While EHEC O157:H7 has been reported to form A/E lesions in neonatal colostrum-deprived calves and at the terminal part of the rectum in adult cattle (10, 37), we have observed, by confocal microscopy, only sparse microcolonies of adherent 85-170 Nal^r at distal intestinal sites in calves of the age used and have so far failed to detect A/E lesions by transmission electron microscopy (data not shown). However, we recently reported that 85-170 Nal^r can be induced to form extensive A/E lesions on the ileal mucosa of 28-day-old conventional calves in the presence of the neuroendocrine hormone norepinephrine (NE) (49). Following these observations, we used the bovine ligated intestinal loop assay to assess the role of TccP in the ability of EHEC O157:H7 to adhere to ileal mucosa and to induce the formation of A/E lesions in the presence of 5 mM NE. Mid-ileal loops were constructed in a 28-day-old conventional Friesian bull calf, and the loops were inoculated with the NE-treated 85-170 Nal^r wild type, the isogenic tccP mutant ICC203, or sterile medium as a control. Tissue sections were excised 12 h after loop inoculation and analyzed by confocal laser scanning microscopy and transmission electron microscopy as described previously (45). ICC203 was able to form microcolonies and disrupt the rim of F-actin staining around villi, consistent with microvillus effacement (Fig. 3D). Using transmission electron microscopy, characteristic A/E lesions were observed on the epithelial surfaces of loops infected with the NE-treated 85-170 Nal^r wild type (Fig. 3E) and strain ICC203 (Fig. 3F). In both cases, relatively few bacteria were observed on raised electron-dense pedestals; rather, EHEC O157:H7 often adhered to the surfaces of enterocytes in cup-shaped depressions. No endogenous EHEC O157:H7 was detected in control loops filled with sterile medium (Fig. 3C). The finding that at least some tccP-deficient bacteria induced apparently normal pedestal structures implies that actin assembly may occur via TccP-independent mechanisms in vivo. This notion is supported by the finding that a C. rodentium Δtir mutant expressing a Y₄₇₁F variant of Tir, unable to assemble actin under adherent bacteria in vitro, colonized the intestines of mice efficiently and was observed to form normal A/E lesions on the colonic mucosa (12).

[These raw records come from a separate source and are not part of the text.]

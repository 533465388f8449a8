//! Constraint differ.
//!
//! Compares the old and new constraint spec of a single field and turns
//! each clause that appeared, disappeared or is present on both sides into
//! emitter calls.

use tracing::{debug, warn};

use crate::emit::{self, ColumnRef};
use crate::error::Result;
use crate::grammar::{Clause, KeywordMatching};
use crate::operations::MigrationOperation;
use crate::snapshot::FieldDescriptor;

/// How a clause changed between two column bodies.
#[derive(Debug, Clone, Copy, PartialEq, Eq)]
pub enum Transition {
    /// Absent before, present now.
    Add,
    /// Present before, absent now.
    Remove,
    /// Present on both sides. The clause is always re-synthesized.
    Update,
}

impl Transition {
    /// Returns true if the existing constraint must be dropped first.
    #[must_use]
    pub const fn drops_existing(self) -> bool {
        matches!(self, Self::Remove | Self::Update)
    }

    /// Returns true if the new constraint must be created.
    #[must_use]
    pub const fn adds_new(self) -> bool {
        matches!(self, Self::Add | Self::Update)
    }
}

/// Diffs the constraint specs of one field.
#[derive(Debug, Clone, Copy, Default)]
pub struct ConstraintDiffer {
    safe: bool,
    matching: KeywordMatching,
}

impl ConstraintDiffer {
    /// Creates a differ. In safe mode, a field that stops being persisted
    /// keeps its column.
    #[must_use]
    pub const fn new(safe: bool, matching: KeywordMatching) -> Self {
        Self { safe, matching }
    }

    /// Diffs a field whose spec changed.
    ///
    /// A field that stops being persisted is dropped under its old name; a
    /// field that starts being persisted is added with its new body. When
    /// both sides are persisted the bodies are compared clause by clause
    /// under the new name, since any rename has already been emitted.
    ///
    /// Constraint names are derived from that resolved new name, so a
    /// renamed column's drops target `<table>_<new>_{key,fk,check}`. A
    /// constraint created under the old name, such as `users_email_key`
    /// before `email` became `email_address`, is not matched by
    /// `DROP CONSTRAINT IF EXISTS` and stays in place. PostgreSQL keeps
    /// constraint names across `RENAME COLUMN`, so such constraints need a
    /// manual rename or drop.
    pub fn diff_field(
        &self,
        table: &str,
        old: &FieldDescriptor,
        new: &FieldDescriptor,
    ) -> Result<Vec<MigrationOperation>> {
        match (old.column_body(), new.column_body()) {
            (Some(_), None) if self.safe => {
                warn!(table, column = %old.name, "Safe mode: keeping column of virtual field");
                Ok(Vec::new())
            }
            (Some(_), None) => {
                debug!(table, column = %old.name, "Field is no longer persisted");
                Ok(vec![MigrationOperation::drop_column(table, &old.name)])
            }
            (None, Some(body)) => {
                debug!(table, column = %new.name, "Field is now persisted");
                Ok(vec![MigrationOperation::add_column(table, &new.name, body)])
            }
            (Some(old_body), Some(new_body)) => {
                self.diff_bodies(table, &new.name, old_body, new_body)
            }
            (None, None) => Ok(Vec::new()),
        }
    }

    /// Diffs two column bodies of the same column.
    ///
    /// Emits a type change first, then one group per clause in
    /// [`Clause::ALL`] order.
    pub fn diff_bodies(
        &self,
        table: &str,
        column: &str,
        old_body: &str,
        new_body: &str,
    ) -> Result<Vec<MigrationOperation>> {
        let col = ColumnRef::new(table, column);
        let mut operations: Vec<MigrationOperation> =
            emit::column_type(col, old_body, new_body).into_iter().collect();

        for clause in Clause::ALL {
            if let Some(transition) = self.transition(clause, old_body, new_body) {
                debug!(table, column, %clause, ?transition, "Clause changed");
                operations.extend(emit::emit_clause(clause, col, transition, new_body, self.matching)?);
            }
        }

        Ok(operations)
    }

    /// Classifies how `clause` changed, or `None` if it is absent from both.
    #[must_use]
    pub fn transition(&self, clause: Clause, old_body: &str, new_body: &str) -> Option<Transition> {
        let keyword = clause.keyword();
        match (
            self.matching.contains(old_body, keyword),
            self.matching.contains(new_body, keyword),
        ) {
            (false, false) => None,
            (false, true) => Some(Transition::Add),
            (true, false) => Some(Transition::Remove),
            (true, true) => Some(Transition::Update),
        }
    }
}

#[cfg(test)]
mod tests {
    use super::*;
    use crate::grammar::ReferenceAction;
    use crate::operations::ForeignKeyReference;

    fn differ() -> ConstraintDiffer {
        ConstraintDiffer::default()
    }

    fn diff(old: &str, new: &str) -> Vec<MigrationOperation> {
        differ().diff_bodies("users", "something_id", old, new).unwrap()
    }

    #[test]
    fn test_transitions() {
        let d = differ();
        assert_eq!(d.transition(Clause::Unique, "int", "int"), None);
        assert_eq!(d.transition(Clause::Unique, "int", "int unique"), Some(Transition::Add));
        assert_eq!(d.transition(Clause::Unique, "int unique", "int"), Some(Transition::Remove));
        assert_eq!(
            d.transition(Clause::Unique, "int unique", "int not null unique"),
            Some(Transition::Update)
        );
    }

    #[test]
    fn test_transition_flags() {
        assert!(Transition::Update.drops_existing());
        assert!(Transition::Update.adds_new());
        assert!(!Transition::Add.drops_existing());
        assert!(!Transition::Remove.adds_new());
    }

    #[test]
    fn test_type_change_only() {
        assert_eq!(
            diff("int", "bigint"),
            vec![MigrationOperation::alter_column_type("users", "something_id", "bigint")]
        );
    }

    #[test]
    fn test_not_null_added_and_removed() {
        assert!(matches!(
            diff("int", "int not null").as_slice(),
            [MigrationOperation::SetNotNull { .. }]
        ));
        assert!(matches!(
            diff("int not null", "int").as_slice(),
            [MigrationOperation::DropNotNull { .. }]
        ));
        assert!(diff("int not null", "int not null").is_empty());
    }

    #[test]
    fn test_update_resynthesizes_reference_even_if_equal() {
        let ops = diff(
            "bigint not null references users(id)",
            "bigint references users(id)",
        );
        assert_eq!(ops.len(), 3);
        assert!(matches!(ops[0], MigrationOperation::DropNotNull { .. }));
        assert!(matches!(ops[1], MigrationOperation::DropForeignKey { .. }));
        assert!(matches!(ops[2], MigrationOperation::AddForeignKey { .. }));
    }

    #[test]
    fn test_clause_order_within_field() {
        let ops = diff(
            "int",
            "bigint check(something_id > 0) references something(id) on delete cascade unique default(1) not null",
        );
        assert_eq!(
            ops,
            vec![
                MigrationOperation::alter_column_type("users", "something_id", "bigint"),
                MigrationOperation::SetNotNull {
                    table: "users".to_string(),
                    column: "something_id".to_string(),
                },
                MigrationOperation::SetDefault {
                    table: "users".to_string(),
                    column: "something_id".to_string(),
                    expression: "1".to_string(),
                },
                MigrationOperation::AddUnique {
                    table: "users".to_string(),
                    column: "something_id".to_string(),
                },
                MigrationOperation::AddForeignKey {
                    table: "users".to_string(),
                    column: "something_id".to_string(),
                    reference: ForeignKeyReference::new("something", "id")
                        .on_delete(ReferenceAction::Cascade),
                },
                MigrationOperation::AddCheck {
                    table: "users".to_string(),
                    column: "something_id".to_string(),
                    expression: "(something_id > 0)".to_string(),
                },
            ]
        );
    }

    #[test]
    fn test_substring_matching_sees_keyword_in_default() {
        let ops = diff("text", "text default('not null')");
        assert!(ops.iter().any(|op| matches!(op, MigrationOperation::SetNotNull { .. })));

        let boundary = ConstraintDiffer::new(false, KeywordMatching::WordBoundary);
        let ops = boundary
            .diff_bodies("users", "note", "text", "text default('not null')")
            .unwrap();
        assert!(!ops.iter().any(|op| matches!(op, MigrationOperation::SetNotNull { .. })));
    }

    #[test]
    fn test_diff_field_virtualized_drops_old_name() {
        let old = FieldDescriptor::new("old_name", "field:text");
        let new = FieldDescriptor::virtual_field("new_name");

        let ops = differ().diff_field("users", &old, &new).unwrap();
        assert_eq!(ops, vec![MigrationOperation::drop_column("users", "old_name")]);

        let safe = ConstraintDiffer::new(true, KeywordMatching::Substring);
        assert!(safe.diff_field("users", &old, &new).unwrap().is_empty());
    }

    #[test]
    fn test_diff_field_persisted_adds_column() {
        let old = FieldDescriptor::virtual_field("token");
        let new = FieldDescriptor::new("token", "field:text default('bye')");

        let ops = differ().diff_field("users", &old, &new).unwrap();
        assert_eq!(
            ops,
            vec![MigrationOperation::add_column("users", "token", "text default('bye')")]
        );
    }

    #[test]
    fn test_diff_field_reference_error_propagates() {
        let old = FieldDescriptor::new("org_id", "field:int");
        let new = FieldDescriptor::new("org_id", "field:int references orgs(id) on update set cascade");

        assert!(differ().diff_field("users", &old, &new).is_err());
    }
}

In summary, we report that Tir is an essential colonization factor for E. coli O157:H7 in calves and sheep and mediates bacterial attachment to intestinal mucosa by serving as the primary receptor for intimin. The finding that tir mutants are more attenuated than isogenic eae mutants implies that Tir may facilitate intestinal colonization in other ways. We have also shown that the Tir-cytoskeleton coupling protein (TccP) is not required by E. coli O157:H7 to colonize the intestines of calves and sheep and induce attaching and effacing lesions, suggesting that pedestal formation in vitro and A/E lesion formation in vivo may occur by distinct mechanisms. Bacterial factors mediating actin assembly in a continuous mammalian cell line may be redundant or functionally replaced by bacterial or host factors in vivo, and this study underlines the importance of studying bacterial gene function in target animal hosts wherever possible.